Elle en a rendu compte à la Cour dans son délibéré et l’arrêt a été rendu ce jour.
RAPPEL DES FAITS ET DE LA PROCÉDURE
Par ordonnance sur requête du 22 juillet 2020, le juge de l’exécution du tribunal judiciaire de Valence a autorisé Mme X à faire procéder à une saisie conservatoire sur le compte bancaire de la SAS Société Travaux Bâtiments – STB – exploitant à l’enseigne « Top Réalisation » détenu auprès de la Banque Populaire Auvergne Rhône-Alpes pour garantir le paiement de la somme de 150'000 €.
La saisie a été pratiquée et dénoncée au débiteur saisi le 24 juillet 2020. Elle s’est révélée fructueuse à hauteur de 94 901,42 €.
Par acte du 18 août 2020, la société STB a fait assigner Mme X devant le juge de l’exécution pour voir ordonner la mainlevée de la saisie, et se voir allouer des dommages-intérêts et une indemnité de procédure.
Elle exposait qu’elle avait été sollicitée par M. B C, entreprise générale de bâtiment, pour effectuer trois lots dans un chantier de rénovation d’une bâtisse à Savasse (26) appartenant à Mme X, et que suite à des plaintes de cette dernière en malfaçons, elle avait repris les travaux ressortant à ses lots.
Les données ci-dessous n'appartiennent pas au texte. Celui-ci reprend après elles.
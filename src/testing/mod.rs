mod fixtures;
mod spies;
mod stubs;

pub use fixtures::{bootstrap_data_dir, english_vectorizer};
pub use spies::{PartialFitSpyClassifier, PartialFitSpyHandle};
pub use stubs::FixedClassifier;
Elle invoquait l’absence de lien contractuel avec Mme X, et l’absence de risque de non recouvrement.
Par jugement contradictoire du 22 octobre 2020, le juge de l’exécution a :
• rejeté la demande d’autorisation de produire une note en délibéré,
• débouté la société STB de ses demandes en rétractation de l’ordonnance du 2 juillet 2020 et en mainlevée de la saisie conservatoire,
• dit n’y avoir lieu à application de l’article 700 du code de procédure civile,
• rejeté toutes demandes plus amples ou contraires,
• condamné la société STB aux dépens.
Par déclaration au Greffe en date du 30 octobre 2020, la société STB a interjeté appel de ce jugement.
Le 3 novembre 2020, les avocats des parties ont été avisés que l’affaire était fixée à plaider à
l’audience du 9 février 2021 en application des dispositions de l’article 905 du code de procédure civile.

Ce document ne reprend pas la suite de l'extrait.